Rega dan Daniel berdiri mendengar perkataan adiknya itu, merapikan seragam mereka , dan memandang semua siswa/i disana dengan tatapan mematikan dan pergi begitu saja tanpa membalas perkataan keysa lagi.
" sabar key sabar " kata Amy menenangkan Keysa
"biar aku antar lu ke UKS" kata sahabatnya itu mencoba mencari tempat untuk menenangkan Keysa yang sudah terlanjur marah dengan membawanya ke ruangan UKS
UKS
" Sabar key,nanti juga kakak kakak lu bakalan nyadar sendiri " kata Amy menyabarkan Keysa lagi
" mereka selalu saja buat onar padahal aku tak minta mereka melakukanya dan seakan akan aku yang menyuruh mereka untuk melakukannya " kata keysa sambil menahan air matanya yang ingin jatuh
" mungkin maksud mereka baik, mereka hanya tak mau melihat kau kenapa napa " jelas Amy sebisa mungkin
"tapi ngak gitu juga . Jika mereka melakukan itu sama saja mereka menjatuhkan harga diri aku dimata semua orang "jawab Keysa lagi dengan pipi yang sudah basah
"aku ngerti, kamu yang sabar ya " kata Amy kemudian memeluk Keysa
Keysa menangis sebisa mungkin dipelukan sahabatnya itu ,hanya sahabatnya itulah yang menjadi penopang bagi dirinya kala ia bersedih.
Kelas
" udah jangan lagi dipikirin " kata Amy menenangkan keysa
" ingat, lu harus kuat ngadapin kakak kakak lu yang terlalu posesif itu " lanjut Amy lagi kepada keysa agar tak terlalu berlarut larut dalam kesedihan
" iya " sahut keysa kepada Sahabatnya itu
Rumah
" Mommy" teriak keysa
"iya sayang " sahut ibu keysa dari dapur
Keysa menghampiri ibunya yang kelihatannya sangat sibuk didapur
"mommy kok tumben kedapur? " tanya keysa heran
"mommy mau masak sayang " jawab ibunya
" kan ada pembantu mom " kata keysa
" mommy kan juga mau menjadi mommy yang baik buat anak anak mommy " jelas ibu keysa kepadanya
"mommy juga malas didalam kamar mulu ngak tau mau ngerjain apa jadi mommy kesini bantu bantu masak " lanjut ibu keysa lagi
"owhhhhh kirain ada acara apa tadi " kata keysa kemudian
"dan sayang cari mommy ada apa? " kata ibunya berbalik bertanya
"Mau nanya yang semalam mom, gimna Daddy setuju ngak? "tanya keysa antusias
Flashback
Ayah keysa yang sudah masuk kekamar langsung berbaring dikasurnya dan bersiap siap untuk tidur, Ibu Keysa yang sudah menunggu kedatangan ayahnya langsung membuka percakapan mengenai Keysa yang ingin pindah sekolah dan tinggal diasrama.

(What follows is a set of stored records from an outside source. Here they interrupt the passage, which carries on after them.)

// src/dispatcher.rs
//! Link → extractor routing.
//!
//! Bindings are kept in registration order and the first pattern that matches
//! a link wins. Links nobody claims go to the generic article extractor.

use regex::Regex;
use std::sync::Arc;
use std::time::Instant;
use tokio::sync::Semaphore;
use tokio::task::JoinSet;

use crate::extractors::{
    factory, Collaborators, Extractor, ExtractorFactory, GenericArticleExtractor,
    LinkedInExtractor, MediumExtractor, RepositoryExtractor,
};
use crate::models::{ExtractOutcome, ExtractionContext};
use crate::utils::error::ExtractError;

/// A registry key derived from a domain, matched against whole links.
#[derive(Debug, Clone)]
pub struct DomainPattern {
    domain: String,
    regex: Regex,
}

impl DomainPattern {
    /// Normalizes `domain` (scheme, `www.`, path and trailing slashes removed,
    /// lowercased). Returns `None` when nothing is left.
    pub fn new(domain: &str) -> Option<Self> {
        let domain = normalize_domain(domain)?;
        let pattern = format!(r"(?i)^https?://(?:www\.)?{}(?:[/?#:]|$)", regex::escape(&domain));
        match Regex::new(&pattern) {
            Ok(regex) => Some(Self { domain, regex }),
            Err(e) => {
                tracing::warn!(domain = %domain, error = %e, "Could not compile domain pattern");
                None
            }
        }
    }

    pub fn domain(&self) -> &str {
        &self.domain
    }

    pub fn as_str(&self) -> &str {
        self.regex.as_str()
    }

    pub fn matches(&self, link: &str) -> bool {
        self.regex.is_match(link.trim())
    }
}

fn normalize_domain(raw: &str) -> Option<String> {
    let raw = raw.trim();
    let without_scheme = match raw.find("://") {
        Some(idx) => &raw[idx + 3..],
        None => raw,
    };
    let host = without_scheme
        .split(|c: char| c == '/' || c == '?' || c == '#')
        .next()
        .unwrap_or_default()
        .to_lowercase();
    let host = host.strip_prefix("www.").unwrap_or(&host).trim_end_matches('.');

    if host.is_empty() {
        None
    } else {
        Some(host.to_string())
    }
}

struct Binding {
    pattern: DomainPattern,
    factory: ExtractorFactory,
}

/// Assembles a [`Dispatcher`] before it is shared.
pub struct DispatcherBuilder {
    tools: Collaborators,
    bindings: Vec<Binding>,
}

impl DispatcherBuilder {
    /// Adds a binding, or replaces the factory of an existing binding for the
    /// same normalized domain while keeping its position.
    pub fn register(mut self, domain: &str, factory: ExtractorFactory) -> Self {
        let Some(pattern) = DomainPattern::new(domain) else {
            tracing::warn!(domain = %domain, "Ignoring registration with an empty domain");
            return self;
        };

        match self
            .bindings
            .iter_mut()
            .find(|b| b.pattern.domain() == pattern.domain())
        {
            Some(existing) => {
                tracing::debug!(domain = %pattern.domain(), "Replacing extractor binding");
                existing.factory = factory;
            }
            None => {
                tracing::debug!(domain = %pattern.domain(), "Registering extractor binding");
                self.bindings.push(Binding { pattern, factory });
            }
        }
        self
    }

    pub fn register_medium(self) -> Self {
        self.register(
            "https://medium.com",
            factory(|tools| Box::new(MediumExtractor::new(tools))),
        )
    }

    pub fn register_linkedin(self) -> Self {
        self.register(
            "https://linkedin.com",
            factory(|tools| Box::new(LinkedInExtractor::new(tools))),
        )
    }

    pub fn register_github(self) -> Self {
        self.register(
            "https://github.com",
            factory(|tools| Box::new(RepositoryExtractor::new(tools))),
        )
    }

    /// Medium, LinkedIn and GitHub, in that order.
    pub fn with_default_bindings(self) -> Self {
        self.register_medium().register_linkedin().register_github()
    }

    pub fn build(self) -> Dispatcher {
        Dispatcher {
            tools: self.tools,
            bindings: self.bindings,
        }
    }
}

/// Immutable registry; share it as `Arc<Dispatcher>`.
pub struct Dispatcher {
    tools: Collaborators,
    bindings: Vec<Binding>,
}

impl Dispatcher {
    pub fn builder(tools: Collaborators) -> DispatcherBuilder {
        DispatcherBuilder {
            tools,
            bindings: Vec::new(),
        }
    }

    /// Fresh extractor for `link`: the first matching binding in registration
    /// order, else the generic article extractor.
    pub fn resolve(&self, link: &str) -> Box<dyn Extractor> {
        for binding in &self.bindings {
            if binding.pattern.matches(link) {
                tracing::debug!(link = %link, domain = %binding.pattern.domain(), "Matched extractor binding");
                return (binding.factory)(&self.tools);
            }
        }

        tracing::warn!(link = %link, "No extractor found for link, defaulting to generic article extractor");
        Box::new(GenericArticleExtractor::new(&self.tools))
    }

    /// Resolves and runs the extractor for one link.
    pub async fn dispatch(&self, link: &str, ctx: &ExtractionContext) -> Result<ExtractOutcome, ExtractError> {
        let extractor = self.resolve(link);
        let kind = extractor.kind();
        let started = Instant::now();
        tracing::info!(link = %link, extractor = kind, "Starting extraction");

        match extractor.extract(link, ctx).await {
            Ok(outcome) => {
                tracing::info!(
                    link = %link,
                    extractor = kind,
                    outcome = ?outcome,
                    elapsed_ms = started.elapsed().as_millis() as u64,
                    "Finished extraction"
                );
                Ok(outcome)
            }
            Err(e) => {
                tracing::error!(link = %link, extractor = kind, error = %e, "Extraction failed");
                Err(e)
            }
        }
    }

    /// Dispatches every link, at most `concurrency` at a time. Results come back
    /// in input order.
    ///
    /// Duplicate links in one batch may run concurrently and both persist.
    pub async fn dispatch_many(
        self: Arc<Self>,
        links: Vec<String>,
        ctx: ExtractionContext,
        concurrency: usize,
    ) -> Vec<(String, Result<ExtractOutcome, ExtractError>)> {
        let permits = Arc::new(Semaphore::new(concurrency.max(1)));
        let ctx = Arc::new(ctx);
        let mut tasks = JoinSet::new();

        for (index, link) in links.iter().cloned().enumerate() {
            let dispatcher = Arc::clone(&self);
            let permits = Arc::clone(&permits);
            let ctx = Arc::clone(&ctx);
            tasks.spawn(async move {
                let result = match permits.acquire_owned().await {
                    Ok(_permit) => dispatcher.dispatch(&link, &ctx).await,
                    Err(e) => Err(ExtractError::Aborted(e.to_string())),
                };
                (index, result)
            });
        }

        let mut slots: Vec<Option<Result<ExtractOutcome, ExtractError>>> =
            links.iter().map(|_| None).collect();
        while let Some(joined) = tasks.join_next().await {
            match joined {
                Ok((index, result)) => slots[index] = Some(result),
                Err(e) => tracing::error!(error = %e, "Extraction task panicked"),
            }
        }

        links
            .into_iter()
            .zip(slots)
            .map(|(link, slot)| {
                let result = slot.unwrap_or_else(|| {
                    Err(ExtractError::Aborted(format!("task for {} did not complete", link)))
                });
                (link, result)
            })
            .collect()
    }

    /// Registered patterns, in match order.
    pub fn patterns(&self) -> Vec<&str> {
        self.bindings.iter().map(|b| b.pattern.as_str()).collect()
    }

    pub fn collaborators(&self) -> &Collaborators {
        &self.tools
    }
}
use crate::firestore::value::FirestoreValue;

/// Ordered sequence of values. Arrays never address their elements by path.
#[derive(Clone, Debug, Default, PartialEq)]
pub struct ArrayValue {
    values: Vec<FirestoreValue>,
}

impl ArrayValue {
    pub fn new(values: Vec<FirestoreValue>) -> Self {
        Self { values }
    }

    pub fn values(&self) -> &[FirestoreValue] {
        &self.values
    }

    pub fn into_values(self) -> Vec<FirestoreValue> {
        self.values
    }

    pub fn is_empty(&self) -> bool {
        self.values.is_empty()
    }
}
use crate::firestore::model::{DocumentKey, FieldPath, ResourcePath};

pub fn resource_path(path: &str) -> ResourcePath {
    ResourcePath::from_string(path).expect("valid resource path")
}

pub fn field_path(segments: &[&str]) -> FieldPath {
    FieldPath::new(segments.iter().copied()).expect("valid field path")
}

pub fn doc_key(path: &str) -> DocumentKey {
    DocumentKey::from_string(path).expect("valid document key")
}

Ayah keysa yang memang suka kepada anak yang mau belajar mandiri langsung saja setuju akan keinginan anaknya itu tanpa berfikir panjang tapi dengan satu syarat keysa tak boleh mengunakan identitas aslinya selama ia bersekolah berasrama cukup guru guru dan kepala asramanya saja
Yang tau sedangkan teman temannya tidak boleh tau karena ayahnya takut keysa kenapa napa jika mengunakan identitas aslinya.
soal identitas itu masalah kecil buat mereka yang anak konglomerat.